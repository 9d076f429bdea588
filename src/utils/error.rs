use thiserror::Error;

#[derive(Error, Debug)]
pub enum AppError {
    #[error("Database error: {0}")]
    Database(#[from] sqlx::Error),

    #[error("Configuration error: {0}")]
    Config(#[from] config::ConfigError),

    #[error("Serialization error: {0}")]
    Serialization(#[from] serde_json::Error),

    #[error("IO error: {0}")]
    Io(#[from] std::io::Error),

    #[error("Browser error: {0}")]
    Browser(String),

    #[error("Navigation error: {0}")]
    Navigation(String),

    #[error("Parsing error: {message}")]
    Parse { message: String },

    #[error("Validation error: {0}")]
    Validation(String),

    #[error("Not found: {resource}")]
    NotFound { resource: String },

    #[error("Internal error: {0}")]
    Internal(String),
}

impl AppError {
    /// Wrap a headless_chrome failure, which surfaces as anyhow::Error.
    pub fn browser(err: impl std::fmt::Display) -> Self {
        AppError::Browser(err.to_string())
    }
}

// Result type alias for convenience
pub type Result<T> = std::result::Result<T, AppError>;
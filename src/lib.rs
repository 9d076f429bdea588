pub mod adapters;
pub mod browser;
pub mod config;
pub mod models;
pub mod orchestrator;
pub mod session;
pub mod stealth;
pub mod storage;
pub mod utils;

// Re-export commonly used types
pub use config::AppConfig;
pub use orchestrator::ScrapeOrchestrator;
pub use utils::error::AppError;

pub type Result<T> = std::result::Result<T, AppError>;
--
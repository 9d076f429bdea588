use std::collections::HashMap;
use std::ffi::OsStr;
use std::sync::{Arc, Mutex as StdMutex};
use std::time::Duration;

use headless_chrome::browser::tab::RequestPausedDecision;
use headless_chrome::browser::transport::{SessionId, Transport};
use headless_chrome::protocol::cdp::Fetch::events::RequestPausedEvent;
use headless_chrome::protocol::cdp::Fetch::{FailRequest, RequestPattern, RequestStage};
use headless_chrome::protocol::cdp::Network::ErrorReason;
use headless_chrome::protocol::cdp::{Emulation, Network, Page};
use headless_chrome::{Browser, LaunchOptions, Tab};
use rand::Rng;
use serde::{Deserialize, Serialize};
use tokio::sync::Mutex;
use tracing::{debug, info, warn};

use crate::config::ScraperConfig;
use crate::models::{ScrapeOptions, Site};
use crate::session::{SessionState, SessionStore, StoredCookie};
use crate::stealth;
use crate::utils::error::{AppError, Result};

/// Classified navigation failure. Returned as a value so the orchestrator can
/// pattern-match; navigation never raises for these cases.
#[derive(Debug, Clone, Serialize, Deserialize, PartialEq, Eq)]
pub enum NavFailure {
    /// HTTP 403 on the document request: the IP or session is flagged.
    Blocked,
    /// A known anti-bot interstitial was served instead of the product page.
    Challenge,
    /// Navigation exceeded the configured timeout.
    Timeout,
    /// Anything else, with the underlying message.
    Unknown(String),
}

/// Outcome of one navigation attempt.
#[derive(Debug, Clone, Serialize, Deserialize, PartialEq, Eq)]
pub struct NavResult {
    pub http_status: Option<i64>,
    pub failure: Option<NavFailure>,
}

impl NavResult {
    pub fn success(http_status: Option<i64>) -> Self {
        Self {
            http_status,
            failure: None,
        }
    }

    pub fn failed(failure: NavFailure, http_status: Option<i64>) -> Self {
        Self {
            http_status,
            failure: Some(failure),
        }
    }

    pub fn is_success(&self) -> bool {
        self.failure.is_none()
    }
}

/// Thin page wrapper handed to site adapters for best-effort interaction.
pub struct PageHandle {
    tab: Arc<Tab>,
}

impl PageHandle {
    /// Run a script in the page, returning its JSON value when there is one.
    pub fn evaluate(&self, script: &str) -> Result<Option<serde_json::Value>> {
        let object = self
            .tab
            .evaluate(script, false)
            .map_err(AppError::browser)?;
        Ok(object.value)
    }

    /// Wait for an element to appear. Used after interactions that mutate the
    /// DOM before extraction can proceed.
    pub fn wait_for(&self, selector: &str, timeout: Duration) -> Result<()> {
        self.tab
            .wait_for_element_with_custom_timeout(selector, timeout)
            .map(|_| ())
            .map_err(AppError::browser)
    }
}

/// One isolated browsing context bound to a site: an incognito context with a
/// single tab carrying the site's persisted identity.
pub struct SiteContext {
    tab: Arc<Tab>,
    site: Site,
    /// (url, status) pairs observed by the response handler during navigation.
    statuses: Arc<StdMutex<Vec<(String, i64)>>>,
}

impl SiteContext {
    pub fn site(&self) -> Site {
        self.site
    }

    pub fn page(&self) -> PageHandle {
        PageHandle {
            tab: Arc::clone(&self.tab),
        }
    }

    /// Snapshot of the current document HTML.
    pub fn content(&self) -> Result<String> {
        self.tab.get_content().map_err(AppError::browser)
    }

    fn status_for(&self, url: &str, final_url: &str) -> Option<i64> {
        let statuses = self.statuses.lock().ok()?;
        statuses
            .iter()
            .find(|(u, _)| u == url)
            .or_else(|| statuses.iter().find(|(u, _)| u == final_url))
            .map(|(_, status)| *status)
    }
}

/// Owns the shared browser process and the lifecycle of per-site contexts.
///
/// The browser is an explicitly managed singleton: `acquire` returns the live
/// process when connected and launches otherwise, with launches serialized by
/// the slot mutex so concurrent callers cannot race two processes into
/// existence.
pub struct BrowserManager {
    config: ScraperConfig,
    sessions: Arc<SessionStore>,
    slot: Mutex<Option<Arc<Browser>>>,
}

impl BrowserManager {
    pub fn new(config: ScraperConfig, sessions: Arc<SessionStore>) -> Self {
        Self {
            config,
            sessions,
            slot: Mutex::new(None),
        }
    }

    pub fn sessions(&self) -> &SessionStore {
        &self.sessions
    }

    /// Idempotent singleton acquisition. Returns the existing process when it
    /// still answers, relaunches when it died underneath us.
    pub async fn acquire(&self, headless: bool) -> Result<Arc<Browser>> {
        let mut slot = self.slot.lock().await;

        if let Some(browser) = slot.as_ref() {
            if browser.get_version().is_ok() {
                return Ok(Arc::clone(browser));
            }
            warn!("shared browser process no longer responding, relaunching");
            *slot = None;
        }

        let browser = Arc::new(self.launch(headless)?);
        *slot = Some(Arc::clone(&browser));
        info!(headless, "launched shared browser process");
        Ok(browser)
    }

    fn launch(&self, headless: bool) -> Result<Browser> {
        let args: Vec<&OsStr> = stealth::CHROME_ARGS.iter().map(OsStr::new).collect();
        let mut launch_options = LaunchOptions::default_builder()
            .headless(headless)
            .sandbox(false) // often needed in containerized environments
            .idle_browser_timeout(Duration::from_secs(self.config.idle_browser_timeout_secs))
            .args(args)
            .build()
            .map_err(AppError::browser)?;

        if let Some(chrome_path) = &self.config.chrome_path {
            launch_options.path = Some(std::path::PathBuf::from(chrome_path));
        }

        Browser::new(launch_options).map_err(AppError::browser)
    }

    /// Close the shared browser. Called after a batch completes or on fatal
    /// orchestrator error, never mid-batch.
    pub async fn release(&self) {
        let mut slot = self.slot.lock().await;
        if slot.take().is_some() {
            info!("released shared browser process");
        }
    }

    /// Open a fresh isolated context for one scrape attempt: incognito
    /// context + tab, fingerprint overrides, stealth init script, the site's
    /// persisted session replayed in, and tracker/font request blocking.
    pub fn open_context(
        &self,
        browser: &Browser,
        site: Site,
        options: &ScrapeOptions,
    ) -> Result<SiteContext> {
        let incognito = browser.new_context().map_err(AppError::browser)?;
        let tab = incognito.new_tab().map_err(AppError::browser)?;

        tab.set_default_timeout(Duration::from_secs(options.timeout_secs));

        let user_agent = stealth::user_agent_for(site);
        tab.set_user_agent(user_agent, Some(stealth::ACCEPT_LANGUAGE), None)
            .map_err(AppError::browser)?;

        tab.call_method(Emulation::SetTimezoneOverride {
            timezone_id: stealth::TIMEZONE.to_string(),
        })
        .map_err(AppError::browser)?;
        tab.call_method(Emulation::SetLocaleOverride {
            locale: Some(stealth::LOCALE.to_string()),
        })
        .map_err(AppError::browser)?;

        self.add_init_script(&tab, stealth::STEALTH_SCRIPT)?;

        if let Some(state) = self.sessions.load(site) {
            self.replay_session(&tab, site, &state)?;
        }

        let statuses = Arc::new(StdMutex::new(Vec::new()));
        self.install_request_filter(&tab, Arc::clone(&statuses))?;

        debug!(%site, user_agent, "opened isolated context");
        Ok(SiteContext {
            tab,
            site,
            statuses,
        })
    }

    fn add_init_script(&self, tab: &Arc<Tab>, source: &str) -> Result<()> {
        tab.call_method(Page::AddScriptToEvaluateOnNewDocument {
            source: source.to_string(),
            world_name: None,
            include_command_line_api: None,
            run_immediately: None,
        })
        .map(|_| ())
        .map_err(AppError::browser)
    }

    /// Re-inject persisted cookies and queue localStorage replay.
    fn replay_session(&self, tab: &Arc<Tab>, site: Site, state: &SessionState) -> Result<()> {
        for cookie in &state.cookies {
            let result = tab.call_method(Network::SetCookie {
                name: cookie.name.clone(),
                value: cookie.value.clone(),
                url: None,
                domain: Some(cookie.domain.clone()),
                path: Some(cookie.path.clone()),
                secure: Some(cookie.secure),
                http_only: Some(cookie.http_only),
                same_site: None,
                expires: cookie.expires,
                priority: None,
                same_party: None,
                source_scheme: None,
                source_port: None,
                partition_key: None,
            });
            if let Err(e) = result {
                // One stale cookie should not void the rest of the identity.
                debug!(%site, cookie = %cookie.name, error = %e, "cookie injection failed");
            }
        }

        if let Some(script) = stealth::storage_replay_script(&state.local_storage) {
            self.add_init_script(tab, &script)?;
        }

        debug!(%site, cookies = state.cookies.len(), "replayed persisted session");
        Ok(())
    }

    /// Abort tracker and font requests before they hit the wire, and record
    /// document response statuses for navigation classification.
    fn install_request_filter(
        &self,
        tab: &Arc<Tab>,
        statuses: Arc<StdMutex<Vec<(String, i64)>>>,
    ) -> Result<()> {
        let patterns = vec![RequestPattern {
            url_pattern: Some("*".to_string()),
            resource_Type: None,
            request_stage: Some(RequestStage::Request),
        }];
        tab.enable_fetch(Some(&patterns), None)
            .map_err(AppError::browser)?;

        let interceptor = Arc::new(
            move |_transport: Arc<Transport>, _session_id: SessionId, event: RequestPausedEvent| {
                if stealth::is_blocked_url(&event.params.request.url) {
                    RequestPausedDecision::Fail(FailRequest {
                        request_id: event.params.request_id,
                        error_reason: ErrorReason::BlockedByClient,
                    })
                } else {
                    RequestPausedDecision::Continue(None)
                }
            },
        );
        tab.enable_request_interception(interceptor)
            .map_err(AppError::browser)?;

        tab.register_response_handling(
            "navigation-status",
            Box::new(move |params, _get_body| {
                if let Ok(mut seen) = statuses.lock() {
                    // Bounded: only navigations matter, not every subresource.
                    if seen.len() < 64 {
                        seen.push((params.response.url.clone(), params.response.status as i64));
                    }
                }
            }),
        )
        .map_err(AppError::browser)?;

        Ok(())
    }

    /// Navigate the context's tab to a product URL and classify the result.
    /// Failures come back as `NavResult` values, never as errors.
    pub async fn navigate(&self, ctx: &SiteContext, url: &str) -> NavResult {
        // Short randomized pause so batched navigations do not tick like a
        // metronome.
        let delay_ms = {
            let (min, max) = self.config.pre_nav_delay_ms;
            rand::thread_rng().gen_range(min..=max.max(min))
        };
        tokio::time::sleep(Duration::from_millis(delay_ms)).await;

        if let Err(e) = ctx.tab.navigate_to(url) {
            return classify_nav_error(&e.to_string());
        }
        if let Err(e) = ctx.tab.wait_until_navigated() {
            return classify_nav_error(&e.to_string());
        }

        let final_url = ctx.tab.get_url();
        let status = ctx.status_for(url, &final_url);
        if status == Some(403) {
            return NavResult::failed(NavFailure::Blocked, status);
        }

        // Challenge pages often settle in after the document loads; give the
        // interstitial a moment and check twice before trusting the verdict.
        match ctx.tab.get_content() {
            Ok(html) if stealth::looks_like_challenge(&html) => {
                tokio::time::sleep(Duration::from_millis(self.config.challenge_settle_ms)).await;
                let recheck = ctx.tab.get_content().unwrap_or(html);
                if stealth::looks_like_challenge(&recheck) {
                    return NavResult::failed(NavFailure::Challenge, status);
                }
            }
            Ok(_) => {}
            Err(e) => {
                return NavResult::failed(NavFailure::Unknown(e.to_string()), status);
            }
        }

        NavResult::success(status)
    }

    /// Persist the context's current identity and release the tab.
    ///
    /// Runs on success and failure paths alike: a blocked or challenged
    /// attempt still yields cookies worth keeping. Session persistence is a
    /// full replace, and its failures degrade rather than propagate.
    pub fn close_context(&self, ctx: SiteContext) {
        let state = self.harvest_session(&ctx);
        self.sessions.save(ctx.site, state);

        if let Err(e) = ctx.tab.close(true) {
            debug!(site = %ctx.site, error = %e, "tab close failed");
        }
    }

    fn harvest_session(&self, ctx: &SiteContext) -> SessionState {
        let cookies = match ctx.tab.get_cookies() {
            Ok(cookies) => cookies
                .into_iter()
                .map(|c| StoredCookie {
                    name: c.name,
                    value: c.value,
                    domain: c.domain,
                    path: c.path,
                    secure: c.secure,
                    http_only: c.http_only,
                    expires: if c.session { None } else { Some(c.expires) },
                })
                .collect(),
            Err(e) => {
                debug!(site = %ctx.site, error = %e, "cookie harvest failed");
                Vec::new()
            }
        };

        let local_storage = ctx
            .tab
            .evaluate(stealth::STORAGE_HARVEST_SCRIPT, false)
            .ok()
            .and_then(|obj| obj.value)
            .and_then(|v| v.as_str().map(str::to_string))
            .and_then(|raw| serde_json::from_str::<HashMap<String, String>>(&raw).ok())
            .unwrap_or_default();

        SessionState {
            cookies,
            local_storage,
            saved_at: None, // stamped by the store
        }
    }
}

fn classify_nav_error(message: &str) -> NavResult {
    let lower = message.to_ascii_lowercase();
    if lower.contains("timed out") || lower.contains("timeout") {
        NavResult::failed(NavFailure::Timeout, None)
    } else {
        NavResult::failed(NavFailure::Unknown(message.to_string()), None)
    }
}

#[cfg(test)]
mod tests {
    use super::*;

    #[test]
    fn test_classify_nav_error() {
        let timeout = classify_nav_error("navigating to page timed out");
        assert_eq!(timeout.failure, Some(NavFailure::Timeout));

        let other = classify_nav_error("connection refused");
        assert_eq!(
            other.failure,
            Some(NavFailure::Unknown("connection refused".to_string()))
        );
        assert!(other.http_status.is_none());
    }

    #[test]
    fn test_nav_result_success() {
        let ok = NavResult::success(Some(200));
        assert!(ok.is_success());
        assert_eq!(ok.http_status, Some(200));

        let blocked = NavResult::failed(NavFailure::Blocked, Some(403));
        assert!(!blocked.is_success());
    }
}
...
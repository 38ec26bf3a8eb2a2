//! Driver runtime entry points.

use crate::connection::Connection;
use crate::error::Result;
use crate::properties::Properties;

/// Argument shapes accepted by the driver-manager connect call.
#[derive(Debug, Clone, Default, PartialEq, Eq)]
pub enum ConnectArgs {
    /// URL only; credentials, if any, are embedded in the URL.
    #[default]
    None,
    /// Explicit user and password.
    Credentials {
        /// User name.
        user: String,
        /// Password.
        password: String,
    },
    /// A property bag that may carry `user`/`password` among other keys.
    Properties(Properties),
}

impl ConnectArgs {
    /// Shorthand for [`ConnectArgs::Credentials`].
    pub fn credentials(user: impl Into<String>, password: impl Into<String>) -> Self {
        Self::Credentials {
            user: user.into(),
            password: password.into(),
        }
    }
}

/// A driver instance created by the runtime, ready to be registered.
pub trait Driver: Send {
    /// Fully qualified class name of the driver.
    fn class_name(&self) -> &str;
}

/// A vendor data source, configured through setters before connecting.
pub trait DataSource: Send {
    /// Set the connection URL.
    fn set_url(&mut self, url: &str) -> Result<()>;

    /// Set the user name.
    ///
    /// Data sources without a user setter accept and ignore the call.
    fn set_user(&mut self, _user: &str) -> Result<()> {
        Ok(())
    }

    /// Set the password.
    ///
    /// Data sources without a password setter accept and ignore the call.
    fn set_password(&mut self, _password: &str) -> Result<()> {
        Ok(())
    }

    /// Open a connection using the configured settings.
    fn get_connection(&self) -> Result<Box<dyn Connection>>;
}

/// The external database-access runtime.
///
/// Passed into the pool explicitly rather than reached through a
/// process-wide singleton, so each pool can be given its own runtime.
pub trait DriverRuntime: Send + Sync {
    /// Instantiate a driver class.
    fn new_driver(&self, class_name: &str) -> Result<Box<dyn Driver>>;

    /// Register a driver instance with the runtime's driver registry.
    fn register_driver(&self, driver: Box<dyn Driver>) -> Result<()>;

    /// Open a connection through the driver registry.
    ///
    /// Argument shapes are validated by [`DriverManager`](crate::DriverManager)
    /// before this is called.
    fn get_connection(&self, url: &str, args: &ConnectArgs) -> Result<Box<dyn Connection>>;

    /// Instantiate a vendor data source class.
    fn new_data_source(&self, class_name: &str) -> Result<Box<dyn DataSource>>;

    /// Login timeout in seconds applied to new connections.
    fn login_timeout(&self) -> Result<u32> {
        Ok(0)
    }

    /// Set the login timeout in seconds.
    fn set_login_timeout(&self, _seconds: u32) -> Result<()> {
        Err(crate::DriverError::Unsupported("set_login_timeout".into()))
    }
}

• **Assigned task**:
Report the number of lines in the listing that include the string "RequestPattern"; give nothing but the number.

• **Answer to the exercise**:
2